#### [Working data]
● ● ● ● ●

//! ControlHub framing: outgoing preamble and reply framing codec.
//!
//! When a logical packet travels through the ControlHub relay it is wrapped
//! in a framing layer that names the target device and carries byte counts,
//! all in network byte order:
//!
//! ```text
//! client -> hub:  u32 total_byte_count (excluding itself)
//!                 u32 target_ip_v4
//!                 u16 target_port
//!                 u16 ipbus_word_count
//!                 u32 ipbus_words[...]
//!
//! hub -> client:  u32 total_byte_count
//!                 u32 chunk_byte_count
//!                 u32 target_ip_v4
//!                 u16 target_port
//!                 u16 error_code
//!                 u32 ipbus_words[...]
//! ```
//!
//! The two outgoing counts are not known until the packet is finalised, so
//! they are appended as placeholders and patched in place during
//! predispatch.

use std::io::{self, Cursor};

use byteorder::{BigEndian, ReadBytesExt};

/// Reply error code: the request was relayed and answered.
pub const ERROR_CODE_SUCCESS: u16 = 0x0;
/// Reply error code: the target device did not respond to the hub.
pub const ERROR_CODE_TARGET_TIMEOUT: u16 = 0x1;
/// Reply error code: communication between hub processes timed out.
pub const ERROR_CODE_INTERNAL_TIMEOUT: u16 = 0x2;

/// Buffer offsets of the patchable fields of one outgoing preamble.
#[derive(Copy, Clone, Debug, PartialEq, Eq)]
pub struct PreambleOffsets {
    /// Where this logical packet's framing begins.
    pub packet_at: usize,
    /// Offset of the 32-bit total-byte-count placeholder.
    pub byte_count_at: usize,
    /// Offset of the 16-bit word-count placeholder.
    pub word_count_at: usize,
}

/// Appends an outgoing preamble with zeroed placeholders to the send buffer
/// and returns the offsets needed to patch it later.
pub fn append_preamble(buffer: &mut Vec<u8>, device_ip: u32, device_port: u16) -> PreambleOffsets {
    let packet_at = buffer.len();
    let byte_count_at = buffer.len();
    buffer.extend_from_slice(&0u32.to_be_bytes()); // placeholder for total byte count
    buffer.extend_from_slice(&device_ip.to_be_bytes());
    buffer.extend_from_slice(&device_port.to_be_bytes());
    let word_count_at = buffer.len();
    buffer.extend_from_slice(&0u16.to_be_bytes()); // placeholder for word count
    PreambleOffsets { packet_at, byte_count_at, word_count_at }
}

/// Patches the placeholders of a previously appended preamble.
///
/// `byte_count` counts everything after the count field itself (device id
/// fields plus IPbus words); `word_count` counts the IPbus words alone.
pub fn patch_preamble(
    buffer: &mut [u8],
    offsets: &PreambleOffsets,
    byte_count: u32,
    word_count: u16,
) {
    buffer[offsets.byte_count_at..offsets.byte_count_at + 4]
        .copy_from_slice(&byte_count.to_be_bytes());
    buffer[offsets.word_count_at..offsets.word_count_at + 2]
        .copy_from_slice(&word_count.to_be_bytes());
}

/// One parsed hub-to-client reply framing.
#[derive(Copy, Clone, Debug, PartialEq, Eq)]
pub struct ReplyFraming {
    /// Total bytes following the count field in this logical packet.
    pub total_bytes: u32,
    /// Bytes in this chunk (legacy counter, echoed by the hub).
    pub chunk_bytes: u32,
    /// Echo of the target device IP address.
    pub device_ip: u32,
    /// Echo of the target device port.
    pub device_port: u16,
    /// Hub status for this logical packet; see the `ERROR_CODE_*` constants.
    pub error_code: u16,
}

/// Reads one reply framing from the cursor.
pub fn read_reply_framing(cursor: &mut Cursor<&[u8]>) -> io::Result<ReplyFraming> {
    let total_bytes = cursor.read_u32::<BigEndian>()?;
    let chunk_bytes = cursor.read_u32::<BigEndian>()?;
    let device_ip = cursor.read_u32::<BigEndian>()?;
    let device_port = cursor.read_u16::<BigEndian>()?;
    let error_code = cursor.read_u16::<BigEndian>()?;
    Ok(ReplyFraming { total_bytes, chunk_bytes, device_ip, device_port, error_code })
}

#[cfg(test)]
mod tests {
    use super::*;
    use regbus_core::constants::PREAMBLE_SIZE;

    #[test]
    fn test_preamble_layout_and_patch() {
        let mut buffer = Vec::new();
        let offsets = append_preamble(&mut buffer, 0xC0A8_0001, 50001);
        assert_eq!(buffer.len(), PREAMBLE_SIZE);
        assert_eq!(offsets.packet_at, 0);

        // Two IPbus words follow the framing.
        buffer.extend_from_slice(&0xDEAD_BEEFu32.to_be_bytes());
        buffer.extend_from_slice(&0x0000_1000u32.to_be_bytes());

        // byte count covers ip + port + word count + words = 8 + 8
        patch_preamble(&mut buffer, &offsets, 16, 2);

        assert_eq!(&buffer[0..4], &16u32.to_be_bytes());
        assert_eq!(&buffer[4..8], &0xC0A8_0001u32.to_be_bytes());
        assert_eq!(&buffer[8..10], &50001u16.to_be_bytes());
        assert_eq!(&buffer[10..12], &2u16.to_be_bytes());
    }

    #[test]
    fn test_reply_framing_round_trip() {
        let mut bytes = Vec::new();
        bytes.extend_from_slice(&20u32.to_be_bytes());
        bytes.extend_from_slice(&20u32.to_be_bytes());
        bytes.extend_from_slice(&0x0A00_0002u32.to_be_bytes());
        bytes.extend_from_slice(&50002u16.to_be_bytes());
        bytes.extend_from_slice(&ERROR_CODE_TARGET_TIMEOUT.to_be_bytes());

        let mut cursor = Cursor::new(bytes.as_slice());
        let framing = read_reply_framing(&mut cursor).unwrap();

        assert_eq!(
            framing,
            ReplyFraming {
                total_bytes: 20,
                chunk_bytes: 20,
                device_ip: 0x0A00_0002,
                device_port: 50002,
                error_code: ERROR_CODE_TARGET_TIMEOUT,
            }
        );
        assert_eq!(cursor.position(), 16);
    }

    #[test]
    fn test_reply_framing_rejects_truncated_input() {
        let bytes = vec![0u8; 10];
        let mut cursor = Cursor::new(bytes.as_slice());
        assert!(read_reply_framing(&mut cursor).is_err());
    }
}
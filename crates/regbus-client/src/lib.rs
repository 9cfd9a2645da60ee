#![warn(missing_docs)]

//! regbus-client: the stateful client stack over transport and codecs.
//!
//! This crate assembles the user-facing pieces of the library:
//! - `node`: the address tree describing a device's register map
//! - `val`: deferred value handles that become valid after a dispatch
//! - `client`: the client interface, its protocol-layer seam and the bare
//!   IPbus layer
//! - `controlhub`: the preamble layer used when reaching devices through
//!   the ControlHub relay
//! - `socket`: UDP and TCP transports
//! - `hw`: the hardware-interface façade binding a tree to a client
//! - `registry`: scheme-keyed client construction

/// Client interface, protocol-layer seam and the bare IPbus layer.
pub mod client;
/// ControlHub preamble layer and target-id extraction.
pub mod controlhub;
/// Hardware-interface façade.
pub mod hw;
/// Address-tree node.
pub mod node;
/// Scheme-keyed client registry.
pub mod registry;
/// UDP and TCP transport implementations.
pub mod socket;
/// Deferred value handles.
pub mod val;

pub use client::{
    ClientInterface, IpbusLayer, ProtocolLayer, StreamFramingLayer, TransactionRecord,
};
pub use controlhub::{extract_target_id, ControlHubLayer};
pub use hw::HardwareInterface;
pub use node::{BlockMode, Node, Permission};
pub use registry::ClientRegistry;
pub use socket::{TcpTransport, UdpTransport};
pub use val::{ValHeader, ValVector, ValWord};
//! IPbus transaction header codec.
//!
//! Every transaction starts with one 32-bit header:
//!
//! ```text
//! bits 31..28  protocol version
//! bits 27..16  transaction id
//! bits 15..8   word count
//! bits  7..4   transaction type
//! bits  3..0   info code  (0 = request or success reply)
//! ```

use std::convert::TryFrom;

use regbus_core::{
    constants::PROTOCOL_VERSION,
    error::{ErrorKind, Result},
};

/// Info code carried by requests and by successful replies.
pub const INFO_SUCCESS: u8 = 0x0;

/// Id to identify a transaction type on the wire.
#[derive(Copy, Clone, Debug, PartialOrd, PartialEq, Eq)]
pub enum TransactionType {
    /// Read from an incrementing address range
    Read = 0x0,
    /// Write to an incrementing address range
    Write = 0x1,
    /// Read the same address repeatedly (FIFO)
    NonIncrementalRead = 0x2,
    /// Write the same address repeatedly (FIFO)
    NonIncrementalWrite = 0x3,
    /// Read-modify-write: new = (old & AND) | OR
    RmwBits = 0x4,
    /// Read-modify-write: new = old + addend
    RmwSum = 0x5,
    /// Protocol status / alive check
    Status = 0x6,
}

impl TransactionType {
    /// Converts the type to its 4-bit wire value.
    pub fn to_u8(self) -> u8 {
        self as u8
    }
}

impl TryFrom<u8> for TransactionType {
    type Error = ErrorKind;

    /// Gets the `TransactionType` enum instance from its wire value.
    fn try_from(value: u8) -> Result<Self> {
        match value {
            0x0 => Ok(TransactionType::Read),
            0x1 => Ok(TransactionType::Write),
            0x2 => Ok(TransactionType::NonIncrementalRead),
            0x3 => Ok(TransactionType::NonIncrementalWrite),
            0x4 => Ok(TransactionType::RmwBits),
            0x5 => Ok(TransactionType::RmwSum),
            0x6 => Ok(TransactionType::Status),
            _ => Err(ErrorKind::IpbusValidationFailed(format!(
                "unknown transaction type {:#03x}",
                value
            ))),
        }
    }
}

/// One decoded IPbus transaction header.
#[derive(Copy, Clone, Debug, PartialEq, Eq)]
pub struct TransactionHeader {
    /// Protocol version (4 bits).
    pub version: u8,
    /// Transaction id. Only the low 12 bits travel on the wire.
    pub transaction_id: u16,
    /// Payload length in 32-bit words.
    pub word_count: u8,
    /// Transaction type.
    pub transaction_type: TransactionType,
    /// Info code; 0 for requests and successful replies.
    pub info_code: u8,
}

impl TransactionHeader {
    /// Builds a request header for the current protocol version.
    pub fn request(
        transaction_id: u16,
        word_count: u8,
        transaction_type: TransactionType,
    ) -> Self {
        Self {
            version: PROTOCOL_VERSION,
            transaction_id,
            word_count,
            transaction_type,
            info_code: INFO_SUCCESS,
        }
    }

    /// Packs the header into its 32-bit wire form.
    pub fn pack(&self) -> u32 {
        (u32::from(self.version & 0xF) << 28)
            | (u32::from(self.transaction_id & 0x0FFF) << 16)
            | (u32::from(self.word_count) << 8)
            | (u32::from(self.transaction_type.to_u8()) << 4)
            | u32::from(self.info_code & 0xF)
    }

    /// Parses a 32-bit wire word into a header.
    pub fn parse(word: u32) -> Result<Self> {
        let transaction_type = TransactionType::try_from(((word >> 4) & 0xF) as u8)?;
        Ok(Self {
            version: ((word >> 28) & 0xF) as u8,
            transaction_id: ((word >> 16) & 0x0FFF) as u16,
            word_count: ((word >> 8) & 0xFF) as u8,
            transaction_type,
            info_code: (word & 0xF) as u8,
        })
    }

    /// Returns whether this header reports success.
    pub fn is_success(&self) -> bool {
        self.info_code == INFO_SUCCESS
    }
}

#[cfg(test)]
mod tests {
    use super::*;

    #[test]
    fn test_header_round_trip() {
        for (tid, wc, tt) in [
            (0u16, 1u8, TransactionType::Read),
            (42, 255, TransactionType::Write),
            (0x0FFF, 0, TransactionType::NonIncrementalRead),
            (7, 3, TransactionType::RmwBits),
            (8, 2, TransactionType::RmwSum),
            (9, 0, TransactionType::Status),
        ] {
            let header = TransactionHeader::request(tid, wc, tt);
            let parsed = TransactionHeader::parse(header.pack()).unwrap();
            assert_eq!(parsed, header);
            assert_eq!(parsed.version, PROTOCOL_VERSION);
            assert_eq!(parsed.info_code, INFO_SUCCESS);
        }
    }

    #[test]
    fn test_transaction_id_truncates_to_twelve_bits() {
        let header = TransactionHeader::request(0xF123, 1, TransactionType::Read);
        let parsed = TransactionHeader::parse(header.pack()).unwrap();
        assert_eq!(parsed.transaction_id, 0x0123);
    }

    #[test]
    fn test_bit_layout() {
        let header = TransactionHeader::request(0x0ABC, 0x12, TransactionType::Write);
        assert_eq!(header.pack(), 0x2ABC_1210);
    }

    #[test]
    fn test_parse_rejects_unknown_type() {
        // Type nibble 0xF is not assigned.
        let word = 0x2000_01F0;
        let result = TransactionHeader::parse(word);
        assert!(result.is_err());
        assert!(result.unwrap_err().to_string().contains("unknown transaction type"));
    }

    #[test]
    fn test_error_info_code_survives_parse() {
        let mut header = TransactionHeader::request(5, 1, TransactionType::Read);
        header.info_code = 0x4;
        let parsed = TransactionHeader::parse(header.pack()).unwrap();
        assert_eq!(parsed.info_code, 0x4);
        assert!(!parsed.is_success());
    }
}
//! Deferred value handles.
//!
//! Register operations return immediately with a handle; the underlying
//! word storage is shared with the client's pending-transaction record and
//! filled in during reply validation. Until the batch dispatches, accessing
//! a handle fails with `NotYetValid`; after a failed dispatch it fails with
//! the dispatch error attached.

use std::{cell::RefCell, rc::Rc};

use regbus_core::{
    constants::NOMASK,
    error::{ErrorKind, Result},
};

/// Lifecycle of a deferred value.
#[derive(Clone, Debug, PartialEq, Eq)]
pub(crate) enum ValStatus {
    /// The batch has not dispatched yet.
    Pending,
    /// Reply words are in place.
    Valid,
    /// The batch failed; carries the dispatch error text.
    Invalid(String),
}

/// Shared storage behind every deferred handle. The client's transaction
/// record holds a clone of the same `Rc`, which keeps the reply target
/// stable for the life of the batch.
#[derive(Debug)]
pub(crate) struct ValState {
    pub(crate) words: Vec<u32>,
    pub(crate) mask: u32,
    pub(crate) status: ValStatus,
}

impl ValState {
    pub(crate) fn pending(word_count: usize, mask: u32) -> Rc<RefCell<ValState>> {
        Rc::new(RefCell::new(ValState {
            words: vec![0; word_count],
            mask,
            status: ValStatus::Pending,
        }))
    }
}

fn check_access(state: &ValState) -> Result<()> {
    match &state.status {
        ValStatus::Valid => Ok(()),
        ValStatus::Pending => Err(ErrorKind::NotYetValid),
        ValStatus::Invalid(cause) => Err(ErrorKind::ValueInvalidated(cause.clone())),
    }
}

/// Deferred acknowledgement of a write-style transaction. Carries no data,
/// only whether the endpoint confirmed the operation.
#[derive(Clone, Debug)]
pub struct ValHeader {
    state: Rc<RefCell<ValState>>,
}

impl ValHeader {
    pub(crate) fn from_state(state: Rc<RefCell<ValState>>) -> Self {
        Self { state }
    }

    /// Returns true once the batch dispatched and validated.
    pub fn valid(&self) -> bool {
        self.state.borrow().status == ValStatus::Valid
    }

    /// Like `valid`, but reports why the handle is not valid.
    pub fn check(&self) -> Result<()> {
        check_access(&self.state.borrow())
    }
}

/// Deferred single 32-bit register value.
#[derive(Clone, Debug)]
pub struct ValWord {
    state: Rc<RefCell<ValState>>,
}

impl ValWord {
    pub(crate) fn from_state(state: Rc<RefCell<ValState>>) -> Self {
        Self { state }
    }

    /// Returns true once the batch dispatched and validated.
    pub fn valid(&self) -> bool {
        self.state.borrow().status == ValStatus::Valid
    }

    /// The reply word, masked and shifted down to the field when the
    /// originating node carried a mask.
    pub fn value(&self) -> Result<u32> {
        let state = self.state.borrow();
        check_access(&state)?;
        let word = state.words[0];
        if state.mask == NOMASK || state.mask == 0 {
            Ok(word)
        } else {
            Ok((word & state.mask) >> state.mask.trailing_zeros())
        }
    }
}

/// Deferred vector of 32-bit register values from a block transfer.
#[derive(Clone, Debug)]
pub struct ValVector {
    state: Rc<RefCell<ValState>>,
}

impl ValVector {
    pub(crate) fn from_state(state: Rc<RefCell<ValState>>) -> Self {
        Self { state }
    }

    /// Returns true once the batch dispatched and validated.
    pub fn valid(&self) -> bool {
        self.state.borrow().status == ValStatus::Valid
    }

    /// Number of words this handle will hold once valid.
    pub fn len(&self) -> usize {
        self.state.borrow().words.len()
    }

    /// Returns true when the handle holds no words.
    pub fn is_empty(&self) -> bool {
        self.len() == 0
    }

    /// The reply words.
    pub fn value(&self) -> Result<Vec<u32>> {
        let state = self.state.borrow();
        check_access(&state)?;
        Ok(state.words.clone())
    }
}

#[cfg(test)]
mod tests {
    use super::*;

    #[test]
    fn test_pending_value_is_not_yet_valid() {
        let state = ValState::pending(1, NOMASK);
        let word = ValWord::from_state(state);
        assert!(!word.valid());
        assert!(matches!(word.value(), Err(ErrorKind::NotYetValid)));
    }

    #[test]
    fn test_masked_value_shifts_down() {
        let state = ValState::pending(1, 0x00FF_0000);
        state.borrow_mut().words[0] = 0xAA12_CCDD;
        state.borrow_mut().status = ValStatus::Valid;

        let word = ValWord::from_state(state);
        assert_eq!(word.value().unwrap(), 0x12);
    }

    #[test]
    fn test_invalidated_value_reports_cause() {
        let state = ValState::pending(4, NOMASK);
        state.borrow_mut().status = ValStatus::Invalid("transport timed out".to_string());

        let vector = ValVector::from_state(state);
        assert!(!vector.valid());
        match vector.value() {
            Err(ErrorKind::ValueInvalidated(cause)) => assert_eq!(cause, "transport timed out"),
            other => panic!("expected ValueInvalidated, got {:?}", other),
        }
    }
}
/*!
Integer arithmetic
*/

/// Add two integers.
///
/// Overflow wraps around in two's complement, in debug and release builds
/// alike, so the result never traps.
pub fn add(a: i32, b: i32) -> i32 {
    a.wrapping_add(b)
}
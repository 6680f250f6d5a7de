/*!
Collection - an owned title plus a fixed-length run of items

Construction either returns a complete collection or nothing: a failed item
allocation drops the already-duplicated title before the error is returned.
Releasing a collection consumes it, so the compiler rejects any later use.
*/

use crate::error::{Error, Result, require};
use crate::item::Item;
use crate::text;
use std::ffi::{CStr, CString};
use std::fmt::Write;

#[derive(Debug, PartialEq)]
pub struct Collection {
    // Declaration order is drop order: title first, then items.
    title: CString,
    items: Box<[Item]>,
}

impl Collection {
    /// Largest item count whose indices all fit in an `i32` id
    pub const MAX_ITEMS: usize = i32::MAX as usize + 1;

    /// Duplicate `title` and allocate `item_count` default items.
    ///
    /// Item `i` gets `id = i`, `name = "Item {i + 1}"` and `value = 0.0`.
    ///
    /// # Errors
    /// [`Error::TooManyItems`] if `item_count` exceeds [`Self::MAX_ITEMS`],
    /// [`Error::Allocation`] if the title or the items cannot be allocated.
    pub fn new(title: &CStr, item_count: usize) -> Result<Self> {
        if item_count > Self::MAX_ITEMS {
            return Err(Error::TooManyItems {
                requested: item_count,
                max: Self::MAX_ITEMS,
            });
        }

        let title = text::duplicate(title)?;
        let items = default_items(item_count)?;

        tracing::debug!(
            title_len = title.as_bytes().len(),
            item_count,
            "collection created"
        );
        Ok(Collection { title, items })
    }

    /// Reassemble a collection from parts produced by [`Self::into_parts`]
    pub fn from_parts(title: CString, items: Box<[Item]>) -> Self {
        Collection { title, items }
    }

    pub fn into_parts(self) -> (CString, Box<[Item]>) {
        let Collection { title, items } = self;
        (title, items)
    }

    /// Release the title, then the items, then the collection itself.
    ///
    /// Takes `self` by value, so the collection cannot be touched afterwards:
    ///
    /// ```compile_fail
    /// use itemkit_core::Collection;
    ///
    /// let collection = Collection::new(c"Test", 3).unwrap();
    /// collection.free();
    /// assert_eq!(collection.len(), 3);
    /// ```
    pub fn free(self) {
        tracing::debug!(
            title_len = self.title.as_bytes().len(),
            item_count = self.items.len(),
            "collection released"
        );
        let Collection { title, items } = self;
        drop(title);
        drop(items);
    }

    pub fn title(&self) -> &CStr {
        &self.title
    }

    pub fn items(&self) -> &[Item] {
        &self.items
    }

    pub fn items_mut(&mut self) -> &mut [Item] {
        &mut self.items
    }

    pub fn get(&self, index: usize) -> Option<&Item> {
        self.items.get(index)
    }

    pub fn get_mut(&mut self, index: usize) -> Option<&mut Item> {
        self.items.get_mut(index)
    }

    /// Number of items, fixed at construction
    pub fn len(&self) -> usize {
        self.items.len()
    }

    pub fn is_empty(&self) -> bool {
        self.items.is_empty()
    }
}

/// Zeroed slots, then each populated with its index-derived defaults
fn default_items(count: usize) -> Result<Box<[Item]>> {
    let mut items = Vec::new();
    items
        .try_reserve_exact(count)
        .map_err(Error::allocation("items"))?;
    items.resize(count, Item::zeroed());

    for (index, item) in items.iter_mut().enumerate() {
        // count <= MAX_ITEMS, so every index fits
        item.id = index as i32;
        // BoundedName truncates instead of failing
        let _ = write!(item.name, "Item {}", index + 1);
    }

    Ok(items.into_boxed_slice())
}

/// Create a collection; fails if `title` is absent.
pub fn create_collection(title: Option<&CStr>, item_count: usize) -> Result<Collection> {
    let title = require(title, "title")?;
    Collection::new(title, item_count)
}

/// Release `collection`; does nothing if absent.
pub fn free_collection(collection: Option<Collection>) {
    if let Some(collection) = collection {
        collection.free();
    }
}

● ● ● ● ●

#### [Task instructions]
Which lines hold the word "ValStatus"? Return all of them from the records above.

#### [Written response]
pub(crate) enum ValStatus {
    pub(crate) status: ValStatus,
            status: ValStatus::Pending,
        ValStatus::Valid => Ok(()),
        ValStatus::Pending => Err(ErrorKind::NotYetValid),
        ValStatus::Invalid(cause) => Err(ErrorKind::ValueInvalidated(cause.clone())),
        self.state.borrow().status == ValStatus::Valid
        self.state.borrow().status == ValStatus::Valid
        self.state.borrow().status == ValStatus::Valid
        state.borrow_mut().status = ValStatus::Valid;
        state.borrow_mut().status = ValStatus::Invalid("transport timed out".to_string());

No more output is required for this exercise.